=== Assignment ===
Scan the lines below for the word "LlmError". Copy each line you find it in.
··· Input material
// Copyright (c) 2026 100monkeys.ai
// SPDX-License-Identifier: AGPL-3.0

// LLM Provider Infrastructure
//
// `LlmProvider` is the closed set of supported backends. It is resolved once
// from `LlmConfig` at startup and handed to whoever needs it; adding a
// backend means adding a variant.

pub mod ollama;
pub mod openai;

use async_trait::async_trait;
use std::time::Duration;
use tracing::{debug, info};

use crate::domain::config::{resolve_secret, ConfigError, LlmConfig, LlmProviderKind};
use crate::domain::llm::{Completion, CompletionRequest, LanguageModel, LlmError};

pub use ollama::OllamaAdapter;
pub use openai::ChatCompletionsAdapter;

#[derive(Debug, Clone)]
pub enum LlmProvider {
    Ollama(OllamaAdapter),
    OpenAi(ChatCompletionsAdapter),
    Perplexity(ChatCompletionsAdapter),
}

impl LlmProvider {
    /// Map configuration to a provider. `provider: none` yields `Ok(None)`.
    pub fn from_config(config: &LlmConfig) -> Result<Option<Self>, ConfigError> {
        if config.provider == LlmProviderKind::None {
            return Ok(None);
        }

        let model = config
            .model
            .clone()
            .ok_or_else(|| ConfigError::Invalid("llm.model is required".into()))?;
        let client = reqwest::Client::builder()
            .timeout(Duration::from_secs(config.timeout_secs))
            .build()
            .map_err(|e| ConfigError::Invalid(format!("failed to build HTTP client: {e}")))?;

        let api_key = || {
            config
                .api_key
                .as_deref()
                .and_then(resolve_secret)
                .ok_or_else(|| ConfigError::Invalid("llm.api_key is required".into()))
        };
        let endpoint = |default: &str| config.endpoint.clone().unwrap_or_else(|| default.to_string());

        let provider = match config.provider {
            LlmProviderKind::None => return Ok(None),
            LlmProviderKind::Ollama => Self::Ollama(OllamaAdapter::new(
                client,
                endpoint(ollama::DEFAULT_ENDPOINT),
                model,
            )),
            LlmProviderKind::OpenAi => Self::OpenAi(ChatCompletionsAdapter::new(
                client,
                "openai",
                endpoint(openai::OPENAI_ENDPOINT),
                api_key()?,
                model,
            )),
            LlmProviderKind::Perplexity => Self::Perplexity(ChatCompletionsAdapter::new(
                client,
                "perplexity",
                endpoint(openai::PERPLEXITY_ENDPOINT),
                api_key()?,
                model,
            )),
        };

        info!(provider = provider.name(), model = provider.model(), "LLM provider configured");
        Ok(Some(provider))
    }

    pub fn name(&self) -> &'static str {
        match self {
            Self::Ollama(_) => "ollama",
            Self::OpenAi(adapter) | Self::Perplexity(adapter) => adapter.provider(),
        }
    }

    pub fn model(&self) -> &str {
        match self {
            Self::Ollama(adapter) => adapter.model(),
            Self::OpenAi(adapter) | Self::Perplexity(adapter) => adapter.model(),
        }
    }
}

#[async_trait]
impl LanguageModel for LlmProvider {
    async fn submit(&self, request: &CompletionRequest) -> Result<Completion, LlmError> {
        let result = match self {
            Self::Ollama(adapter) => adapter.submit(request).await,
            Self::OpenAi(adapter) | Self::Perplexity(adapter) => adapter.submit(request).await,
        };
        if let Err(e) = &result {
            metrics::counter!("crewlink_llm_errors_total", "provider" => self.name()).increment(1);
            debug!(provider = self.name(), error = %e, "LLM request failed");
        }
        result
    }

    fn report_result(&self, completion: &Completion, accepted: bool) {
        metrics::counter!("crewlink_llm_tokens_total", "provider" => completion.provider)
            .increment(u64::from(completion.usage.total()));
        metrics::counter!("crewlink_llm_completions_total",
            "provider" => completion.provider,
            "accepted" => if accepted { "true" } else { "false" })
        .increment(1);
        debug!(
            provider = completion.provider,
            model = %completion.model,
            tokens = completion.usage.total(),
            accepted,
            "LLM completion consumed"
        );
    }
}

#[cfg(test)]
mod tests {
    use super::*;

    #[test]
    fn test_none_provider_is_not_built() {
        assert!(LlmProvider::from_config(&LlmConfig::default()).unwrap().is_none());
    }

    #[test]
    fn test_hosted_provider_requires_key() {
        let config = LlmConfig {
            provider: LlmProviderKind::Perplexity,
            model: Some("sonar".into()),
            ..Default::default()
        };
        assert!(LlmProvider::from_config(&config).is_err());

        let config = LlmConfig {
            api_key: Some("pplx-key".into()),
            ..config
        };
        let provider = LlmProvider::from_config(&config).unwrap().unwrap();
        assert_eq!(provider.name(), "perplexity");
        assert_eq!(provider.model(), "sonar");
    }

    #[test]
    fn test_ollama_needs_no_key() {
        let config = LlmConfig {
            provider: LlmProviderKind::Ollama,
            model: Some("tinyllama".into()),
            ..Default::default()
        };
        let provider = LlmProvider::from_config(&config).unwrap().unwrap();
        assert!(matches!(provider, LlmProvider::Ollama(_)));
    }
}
······
··· Input material
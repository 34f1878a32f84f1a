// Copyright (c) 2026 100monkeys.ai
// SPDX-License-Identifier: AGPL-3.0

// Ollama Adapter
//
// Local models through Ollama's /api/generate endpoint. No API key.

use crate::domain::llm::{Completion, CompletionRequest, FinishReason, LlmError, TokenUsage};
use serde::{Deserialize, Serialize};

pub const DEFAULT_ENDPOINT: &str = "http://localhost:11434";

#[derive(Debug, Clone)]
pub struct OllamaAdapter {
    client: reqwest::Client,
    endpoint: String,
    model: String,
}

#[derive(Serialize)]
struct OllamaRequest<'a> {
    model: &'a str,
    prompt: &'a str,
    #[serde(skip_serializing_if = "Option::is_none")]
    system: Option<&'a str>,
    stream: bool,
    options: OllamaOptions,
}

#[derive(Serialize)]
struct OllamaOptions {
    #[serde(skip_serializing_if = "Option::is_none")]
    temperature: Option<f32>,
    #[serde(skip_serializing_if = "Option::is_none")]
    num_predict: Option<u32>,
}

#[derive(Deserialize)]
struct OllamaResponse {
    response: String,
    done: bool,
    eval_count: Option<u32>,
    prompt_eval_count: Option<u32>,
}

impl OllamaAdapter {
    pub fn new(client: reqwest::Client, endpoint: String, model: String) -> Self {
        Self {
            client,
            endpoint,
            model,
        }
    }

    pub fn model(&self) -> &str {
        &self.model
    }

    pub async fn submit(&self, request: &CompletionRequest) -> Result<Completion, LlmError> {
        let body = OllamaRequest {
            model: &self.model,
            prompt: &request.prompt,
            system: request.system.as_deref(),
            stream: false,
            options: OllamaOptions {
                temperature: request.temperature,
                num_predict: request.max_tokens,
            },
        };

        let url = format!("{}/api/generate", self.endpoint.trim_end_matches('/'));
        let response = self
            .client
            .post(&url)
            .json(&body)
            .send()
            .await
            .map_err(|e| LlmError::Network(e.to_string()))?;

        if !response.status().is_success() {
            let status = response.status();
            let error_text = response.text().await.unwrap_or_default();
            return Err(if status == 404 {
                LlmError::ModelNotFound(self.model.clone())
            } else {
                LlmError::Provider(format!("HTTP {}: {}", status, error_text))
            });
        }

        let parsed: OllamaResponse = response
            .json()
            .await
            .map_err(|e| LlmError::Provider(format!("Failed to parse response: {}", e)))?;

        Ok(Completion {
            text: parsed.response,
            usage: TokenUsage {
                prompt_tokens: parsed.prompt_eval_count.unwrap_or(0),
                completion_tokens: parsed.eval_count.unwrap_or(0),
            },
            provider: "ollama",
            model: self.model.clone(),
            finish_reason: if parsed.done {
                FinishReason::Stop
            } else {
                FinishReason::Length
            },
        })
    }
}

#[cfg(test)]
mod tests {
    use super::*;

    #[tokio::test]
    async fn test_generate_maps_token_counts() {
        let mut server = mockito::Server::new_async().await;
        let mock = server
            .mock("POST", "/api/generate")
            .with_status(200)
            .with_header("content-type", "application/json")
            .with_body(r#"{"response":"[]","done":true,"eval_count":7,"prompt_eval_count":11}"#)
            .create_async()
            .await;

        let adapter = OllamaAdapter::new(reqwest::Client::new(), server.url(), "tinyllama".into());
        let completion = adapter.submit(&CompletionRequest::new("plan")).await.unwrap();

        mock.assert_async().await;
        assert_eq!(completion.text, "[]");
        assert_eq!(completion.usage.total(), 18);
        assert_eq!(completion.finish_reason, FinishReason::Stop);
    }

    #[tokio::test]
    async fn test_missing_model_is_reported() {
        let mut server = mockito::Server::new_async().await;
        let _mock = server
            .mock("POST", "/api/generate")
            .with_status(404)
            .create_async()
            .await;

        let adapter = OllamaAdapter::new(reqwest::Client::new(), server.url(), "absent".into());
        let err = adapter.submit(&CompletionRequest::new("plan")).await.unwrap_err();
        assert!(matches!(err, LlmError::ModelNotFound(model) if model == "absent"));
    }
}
······
··· Input material
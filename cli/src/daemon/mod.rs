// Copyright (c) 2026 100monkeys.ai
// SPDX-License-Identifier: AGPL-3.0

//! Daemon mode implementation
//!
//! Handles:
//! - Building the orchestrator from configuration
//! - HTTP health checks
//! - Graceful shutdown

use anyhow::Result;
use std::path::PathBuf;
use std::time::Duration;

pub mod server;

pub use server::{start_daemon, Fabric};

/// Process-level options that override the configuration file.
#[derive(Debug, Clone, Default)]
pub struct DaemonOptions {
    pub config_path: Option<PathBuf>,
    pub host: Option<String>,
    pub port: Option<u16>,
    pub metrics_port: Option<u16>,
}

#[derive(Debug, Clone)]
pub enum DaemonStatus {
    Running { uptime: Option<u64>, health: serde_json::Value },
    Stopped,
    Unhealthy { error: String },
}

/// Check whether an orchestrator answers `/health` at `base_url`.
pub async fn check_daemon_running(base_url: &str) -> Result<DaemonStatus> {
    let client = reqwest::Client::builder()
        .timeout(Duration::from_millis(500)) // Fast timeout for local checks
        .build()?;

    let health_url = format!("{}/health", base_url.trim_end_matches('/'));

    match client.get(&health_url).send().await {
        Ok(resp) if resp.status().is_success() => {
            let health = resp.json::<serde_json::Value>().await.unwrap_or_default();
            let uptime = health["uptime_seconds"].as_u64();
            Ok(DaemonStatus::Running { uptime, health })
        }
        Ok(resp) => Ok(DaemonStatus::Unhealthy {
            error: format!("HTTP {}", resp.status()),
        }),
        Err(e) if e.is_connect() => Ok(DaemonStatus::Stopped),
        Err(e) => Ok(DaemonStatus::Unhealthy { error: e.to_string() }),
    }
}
······
=== Task answer ===
use crate::domain::llm::{Completion, CompletionRequest, LanguageModel, LlmError};
    async fn submit(&self, request: &CompletionRequest) -> Result<Completion, LlmError> {
use crate::domain::llm::{Completion, CompletionRequest, FinishReason, LlmError, TokenUsage};
    pub async fn submit(&self, request: &CompletionRequest) -> Result<Completion, LlmError> {
            .map_err(|e| LlmError::Network(e.to_string()))?;
                LlmError::ModelNotFound(self.model.clone())
                LlmError::Provider(format!("HTTP {}: {}", status, error_text))
            .map_err(|e| LlmError::Provider(format!("Failed to parse response: {}", e)))?;
        assert!(matches!(err, LlmError::ModelNotFound(model) if model == "absent"));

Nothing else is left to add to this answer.